Further stage highlights include performances in Soho Cinders, nominated for Best New Musical, directed by Jonathan Buttrell who also directed Ghatak in the musical Everybody’s Talking About Jamie. This production went on to the Apollo Theatre in London and has since been adapted into a film. In 2017, Ghatak was cast as the lead of Miss Meena in Miss Meena and the Masala Queens. In 2018, Ghatak was invited to play the lead role of Amir in The Kite Runner the page-to-stage adaptation of the multimillion bestseller by Khaled Hosseini. Both Ghatak's portrayal of Amir and the production earned standing ovations and sensational reviews, with Chris High reviewing "Raj Ghatak's performance of Amir, the story's narrator, is breathtakingly bold and vibrant. A powerful and tumultuous mix of touching self-awareness and pig-headed selfishness, Amir both warms and chills the heart whilst searching for acceptance and Ghatak's prowess truly shines from the very first moment he steps on stage; a platform he does not leave until the final light goes out, having delivered a performance that can only be described as energy-sapping as it is glorious." For his portrayal of Amir, Ghatak won the Eastern Eye ACTA Award for Best Actor.

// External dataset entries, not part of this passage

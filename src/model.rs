//! Profile domain types as exchanged with the profiles API.

use std::fmt;
use std::str::FromStr;

use chrono::{DateTime, Utc};
use serde::{Deserialize, Serialize};

/// A photo owned by a profile.
#[derive(Debug, Clone, PartialEq, Eq, Serialize, Deserialize)]
#[serde(rename_all = "camelCase")]
pub struct Photo {
    pub id: String,
    pub url: String,
    #[serde(default)]
    pub is_main: bool,
}

/// The viewable identity record for one user.
#[derive(Debug, Clone, PartialEq, Eq, Serialize, Deserialize)]
#[serde(rename_all = "camelCase")]
pub struct Profile {
    pub username: String,
    pub display_name: String,
    #[serde(default, skip_serializing_if = "Option::is_none")]
    pub bio: Option<String>,
    /// Mirrors the URL of the main photo.
    #[serde(default, skip_serializing_if = "Option::is_none")]
    pub image: Option<String>,
    #[serde(default)]
    pub followers_count: u32,
    #[serde(default)]
    pub following_count: u32,
    /// Whether the signed-in user follows this profile.
    #[serde(default)]
    pub following: bool,
    #[serde(default)]
    pub photos: Vec<Photo>,
}

impl Profile {
    pub fn new(username: impl Into<String>, display_name: impl Into<String>) -> Self {
        Self {
            username: username.into(),
            display_name: display_name.into(),
            bio: None,
            image: None,
            followers_count: 0,
            following_count: 0,
            following: false,
            photos: Vec::new(),
        }
    }

    pub fn main_photo(&self) -> Option<&Photo> {
        self.photos.iter().find(|p| p.is_main)
    }

    pub fn photo(&self, photo_id: &str) -> Option<&Photo> {
        self.photos.iter().find(|p| p.id == photo_id)
    }

    /// Makes `photo_id` the only main photo and points `image` at it.
    ///
    /// Returns false (and leaves the profile untouched) when the photo is
    /// not part of the collection.
    pub fn promote_photo(&mut self, photo_id: &str) -> bool {
        let Some(url) = self.photo(photo_id).map(|p| p.url.clone()) else {
            return false;
        };
        for photo in &mut self.photos {
            photo.is_main = photo.id == photo_id;
        }
        self.image = Some(url);
        true
    }

    /// Removes a photo by id, returning it if it was present.
    ///
    /// Removing the main photo clears `image`.
    pub fn remove_photo(&mut self, photo_id: &str) -> Option<Photo> {
        let index = self.photos.iter().position(|p| p.id == photo_id)?;
        let removed = self.photos.remove(index);
        if removed.is_main {
            self.image = None;
        }
        Some(removed)
    }
}

/// Partial profile edit. Absent fields are left unchanged and omitted on the wire.
#[derive(Debug, Clone, Default, PartialEq, Eq, Serialize, Deserialize)]
#[serde(rename_all = "camelCase")]
pub struct ProfileUpdate {
    #[serde(default, skip_serializing_if = "Option::is_none")]
    pub display_name: Option<String>,
    #[serde(default, skip_serializing_if = "Option::is_none")]
    pub bio: Option<String>,
}

impl ProfileUpdate {
    pub fn is_empty(&self) -> bool {
        self.display_name.is_none() && self.bio.is_none()
    }

    pub fn apply_to(&self, profile: &mut Profile) {
        if let Some(display_name) = &self.display_name {
            profile.display_name = display_name.clone();
        }
        if let Some(bio) = &self.bio {
            profile.bio = Some(bio.clone());
        }
    }
}

/// One entry of a user's activity feed.
#[derive(Debug, Clone, PartialEq, Eq, Serialize, Deserialize)]
#[serde(rename_all = "camelCase")]
pub struct UserActivity {
    pub id: String,
    pub title: String,
    #[serde(default)]
    pub category: String,
    pub date: DateTime<Utc>,
}

/// Binary payload for a photo upload.
#[derive(Debug, Clone, PartialEq, Eq)]
pub struct PhotoUpload {
    pub file_name: String,
    pub bytes: Vec<u8>,
}

#[derive(Debug, Clone, PartialEq, Eq)]
pub struct ParsePredicateError {
    kind: &'static str,
    value: String,
}

impl fmt::Display for ParsePredicateError {
    fn fmt(&self, f: &mut fmt::Formatter<'_>) -> fmt::Result {
        write!(f, "unknown {} predicate '{}'", self.kind, self.value)
    }
}

impl std::error::Error for ParsePredicateError {}

/// Which side of the follow relationship to list.
#[derive(Debug, Clone, Copy, PartialEq, Eq, Hash)]
pub enum FollowPredicate {
    Followers,
    Following,
}

impl FollowPredicate {
    pub fn as_str(&self) -> &'static str {
        match self {
            FollowPredicate::Followers => "followers",
            FollowPredicate::Following => "following",
        }
    }
}

impl fmt::Display for FollowPredicate {
    fn fmt(&self, f: &mut fmt::Formatter<'_>) -> fmt::Result {
        f.write_str(self.as_str())
    }
}

impl FromStr for FollowPredicate {
    type Err = ParsePredicateError;

    fn from_str(s: &str) -> Result<Self, Self::Err> {
        match s {
            "followers" => Ok(FollowPredicate::Followers),
            "following" => Ok(FollowPredicate::Following),
            other => Err(ParsePredicateError {
                kind: "follow",
                value: other.to_string(),
            }),
        }
    }
}

/// Filter for the activity feed. No predicate means the server default.
#[derive(Debug, Clone, Copy, PartialEq, Eq, Hash)]
pub enum ActivityPredicate {
    Past,
    Future,
    Hosting,
}

impl ActivityPredicate {
    pub fn as_str(&self) -> &'static str {
        match self {
            ActivityPredicate::Past => "past",
            ActivityPredicate::Future => "future",
            ActivityPredicate::Hosting => "hosting",
        }
    }
}

impl fmt::Display for ActivityPredicate {
    fn fmt(&self, f: &mut fmt::Formatter<'_>) -> fmt::Result {
        f.write_str(self.as_str())
    }
}

impl FromStr for ActivityPredicate {
    type Err = ParsePredicateError;

    fn from_str(s: &str) -> Result<Self, Self::Err> {
        match s {
            "past" => Ok(ActivityPredicate::Past),
            "future" => Ok(ActivityPredicate::Future),
            "hosting" => Ok(ActivityPredicate::Hosting),
            other => Err(ParsePredicateError {
                kind: "activity",
                value: other.to_string(),
            }),
        }
    }
}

Following on from The Kite Runner, Ghatak joined the original cast in the first stage version of Yann Martell’s novel Life of Pi at the Sheffield Crucible. Lolita Chakrabharti's adaptation, featuring the puppetry of Gyre and Gimble and directed by Max Webster, won Best New Play, Best Director, Best Design and a Best Actor award in the UK Theatre Awards 2019.

===Screen===
Ghatak has appeared on a number television shows in the United Kingdom; as Ranjeev in All About Me, guest lead as Jemima in Synchronicity, Doctors for the BBC, BAFTA-nominated The 7.39, BAFTA-nominated Hetty Feather and the BAFTA-winning Taboo, with Tom Hardy, directed by Ridley Scott. He was a series regular Grayson in the horror series Dead Set, written by Charlie Brooker (Black Mirror) and directed by Yann Demange. In 2016 and 2019, Ghatak appeared in the BBC soap opera EastEnders as Dr. Vikram Suresh, and in November 2020, he began appearing in the BBC soap opera Doctors as Aashiq Sawney, making his final appearance in February 2021. Later in 2021, he is set to appear in the fourth series of Ackley Bridge as Asif, a recurring character and Fizza's father.

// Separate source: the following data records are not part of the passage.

use crate::model::{Photo, Profile, ProfileUpdate, UserActivity};
use crate::mvi::Intent;

use super::operation::Operation;

/// Transitions of the profile store.
///
/// Mutations carrying an `owner` only touch the held profile when it still
/// belongs to that username; a profile swapped in while the request was in
/// flight is left alone. Their operation flag is cleared either way.
#[derive(Debug, Clone)]
pub enum ProfileIntent {
    Started(Operation),
    Failed(Operation),
    /// Completion with nothing to apply (superseded or aborted request).
    Settled(Operation),

    ProfileLoaded { profile: Profile },
    ProfileCleared,

    PhotoUploaded { owner: String, photo: Photo },
    MainPhotoSet { owner: String, photo_id: String },
    PhotoDeleted { owner: String, photo_id: String },

    /// Legacy full edit confirmed. Both fields replace the held values.
    ProfileEdited {
        owner: String,
        display_name: String,
        bio: Option<String>,
    },
    /// Partial edit confirmed.
    ProfileUpdated { owner: String, update: ProfileUpdate },

    Followed { username: String },
    Unfollowed { username: String },

    ActivitiesLoaded { activities: Vec<UserActivity> },
    FollowingsLoaded { profiles: Vec<Profile> },
    FollowingsCleared,

    TabSelected { index: usize },
}

impl Intent for ProfileIntent {}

In film, Ghatak has appeared in a wide variety of projects, including Birthday Girl with Nicole Kidman, seminal British comedy Starter for 10 with James McAvoy, Benedict Cumberbatch, Mark Gatiss, Rebecca Hall and Dominic Cooper. Ghatak played the lead in the short film Diary of a Thagee, which achieved a Best Thriller Nomination, the short film Karma Magnet and Defrosted. In 2013, Ghatak was asked to play Rab Patel in Mrs. Brown's Boys D'Movie, the film version of the television series. He also appeared in Disney's 2018 Christopher Robin with Ewan McGregor in the titular role.